FACTUAL AND PROCEDURAL BACKGROUND

On August 15, 2002, eleven-year-old Cathryn Tucker (Decedent) suffered fatal injuries in a two-car collision in Montana. At the time of the accident Decedent was a passenger in a vehicle driven by a relative, Robert Cushman. The accident occurred when the driver of an oncoming vehicle, Janie McNair, crossed over the centerline and crashed into Cushman’s vehicle. Prior to her death, Decedent resided in Idaho Falls with her mother, Patricia Tucker, and her mother’s husband, Robert Starr. Starr had purchased an insurance policy from Farmers Insurance Company of Idaho (FICI) and an umbrella insurance policy from Farmers Insurance Exchange (FIE) prior to the collision, both of which provided UIM coverage for the family.
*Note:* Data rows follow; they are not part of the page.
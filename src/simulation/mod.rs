//! Deterministic "test run" paths for the workflow simulation view.
//!
//! The simulator does not evaluate conditions. From the start node it repeatedly
//! follows one outgoing edge, chosen by the configured [`BranchPolicy`], until it
//! reaches a leaf or has followed `max_steps` edges. A revisit is remembered, so a
//! walk cut short by a cycle is reported differently from one cut short by length.

use crate::error::SimulationError;
use crate::workflow::{Edge, Node, Workflow};
use ahash::AHashSet;
use serde::{Deserialize, Serialize};

mod path;

pub use path::{SimulationOutcome, SimulationPath, SimulationStep};

/// Visualization pacing per visited node.
pub const DEFAULT_STEP_DELAY_MS: u64 = 1000;
/// Maximum number of edges a single walk follows.
pub const DEFAULT_MAX_STEPS: usize = 20;

/// How to pick among several outgoing edges.
#[derive(Debug, Clone, PartialEq, Eq, Default, Serialize, Deserialize)]
#[serde(tag = "mode", content = "handle", rename_all = "camelCase")]
pub enum BranchPolicy {
    /// Take the first outgoing edge in collection order.
    #[default]
    FirstEdge,
    /// Take the first outgoing edge leaving through this source handle, falling back
    /// to the first edge when none does.
    PreferHandle(String),
}

/// Tunables for the simulator.
#[derive(Debug, Clone, PartialEq, Eq, Serialize, Deserialize)]
#[serde(default, rename_all = "camelCase")]
pub struct SimulationConfig {
    pub step_delay_ms: u64,
    pub max_steps: usize,
    pub branch: BranchPolicy,
}

impl Default for SimulationConfig {
    fn default() -> Self {
        Self {
            step_delay_ms: DEFAULT_STEP_DELAY_MS,
            max_steps: DEFAULT_MAX_STEPS,
            branch: BranchPolicy::FirstEdge,
        }
    }
}

/// Computes simulation paths with a fixed configuration.
#[derive(Debug, Clone, Default)]
pub struct Simulator {
    config: SimulationConfig,
}

pub struct SimulatorBuilder {
    config: SimulationConfig,
}

impl SimulatorBuilder {
    pub fn new() -> Self {
        Self {
            config: SimulationConfig::default(),
        }
    }
    pub fn with_config(mut self, config: SimulationConfig) -> Self {
        self.config = config;
        self
    }
    pub fn step_delay_ms(mut self, delay_ms: u64) -> Self {
        self.config.step_delay_ms = delay_ms;
        self
    }
    pub fn max_steps(mut self, max_steps: usize) -> Self {
        self.config.max_steps = max_steps;
        self
    }
    pub fn prefer_handle(mut self, handle: impl Into<String>) -> Self {
        self.config.branch = BranchPolicy::PreferHandle(handle.into());
        self
    }
    pub fn build(self) -> Simulator {
        Simulator {
            config: self.config,
        }
    }
}

impl Default for SimulatorBuilder {
    fn default() -> Self {
        Self::new()
    }
}

impl Simulator {
    pub fn new(config: SimulationConfig) -> Self {
        Self { config }
    }

    pub fn builder() -> SimulatorBuilder {
        SimulatorBuilder::new()
    }

    pub fn config(&self) -> &SimulationConfig {
        &self.config
    }

    /// Walks the graph from `start`.
    ///
    /// Edges pointing at nodes that are not in `nodes` are never followed.
    pub fn generate(
        &self,
        start: &str,
        nodes: &[Node],
        edges: &[Edge],
    ) -> Result<SimulationPath, SimulationError> {
        let present: AHashSet<&str> = nodes.iter().map(|n| n.id.as_str()).collect();
        if !present.contains(start) {
            return Err(SimulationError::UnknownStartNode(start.to_string()));
        }

        let delay = self.config.step_delay_ms;
        let mut steps = vec![SimulationStep::new(start, delay)];
        let mut visited: AHashSet<&str> = AHashSet::new();
        visited.insert(start);
        let mut first_revisit: Option<&str> = None;
        let mut current = start;

        let outcome = loop {
            let Some(edge) = self.next_edge(current, edges, &present) else {
                break SimulationOutcome::Completed;
            };
            if steps.len() > self.config.max_steps {
                break match first_revisit {
                    Some(node_id) => SimulationOutcome::CycleDetected {
                        node_id: node_id.to_string(),
                    },
                    None => SimulationOutcome::Truncated,
                };
            }

            let target = edge.target.as_str();
            if !visited.insert(target) && first_revisit.is_none() {
                first_revisit = Some(target);
            }
            steps.push(SimulationStep::new(target, delay));
            current = target;
        };

        if !outcome.is_complete() {
            log::debug!(
                "Simulation from '{}' stopped after {} steps: {:?}",
                start,
                steps.len() - 1,
                outcome
            );
        }
        Ok(SimulationPath { steps, outcome })
    }

    /// Walks `workflow` from its first trigger node.
    pub fn generate_from_trigger(
        &self,
        workflow: &Workflow,
    ) -> Result<SimulationPath, SimulationError> {
        let trigger = workflow
            .first_trigger()
            .ok_or(SimulationError::NoTriggerNode)?;
        self.generate(&trigger.id, &workflow.nodes, &workflow.edges)
    }

    fn next_edge<'e>(
        &self,
        current: &str,
        edges: &'e [Edge],
        present: &AHashSet<&str>,
    ) -> Option<&'e Edge> {
        let mut outgoing = edges.iter().filter(|e| {
            e.source == current && {
                let followable = present.contains(e.target.as_str());
                if !followable {
                    log::debug!("Skipping edge '{}' to missing node '{}'", e.id, e.target);
                }
                followable
            }
        });

        match &self.config.branch {
            BranchPolicy::FirstEdge => outgoing.next(),
            BranchPolicy::PreferHandle(handle) => {
                let candidates: Vec<&Edge> = outgoing.collect();
                candidates
                    .iter()
                    .find(|e| e.source_handle.as_deref() == Some(handle.as_str()))
                    .or_else(|| candidates.first())
                    .copied()
            }
        }
    }
}

/// Computes a path with the default configuration and returns just its steps.
pub fn generate_path(
    start: &str,
    nodes: &[Node],
    edges: &[Edge],
) -> Result<Vec<SimulationStep>, SimulationError> {
    Simulator::default()
        .generate(start, nodes, edges)
        .map(SimulationPath::into_steps)
}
In March of 2003, two actions relating to the accident were filed, one in Idaho and another in Montana.

FICI was first to the courthouse, filing a complaint in Bannock County on March 13, 2003, seeking to compel arbitration of the UIM claim against its policy. FIE joined in the complaint five days later. Three days later, on March 21, 2003, Tucker and the Decedent’s father, John Hoctor, filed a complaint in Montana seeking damages against McNair for negligence and asserting UIM claims against FICI and FIE.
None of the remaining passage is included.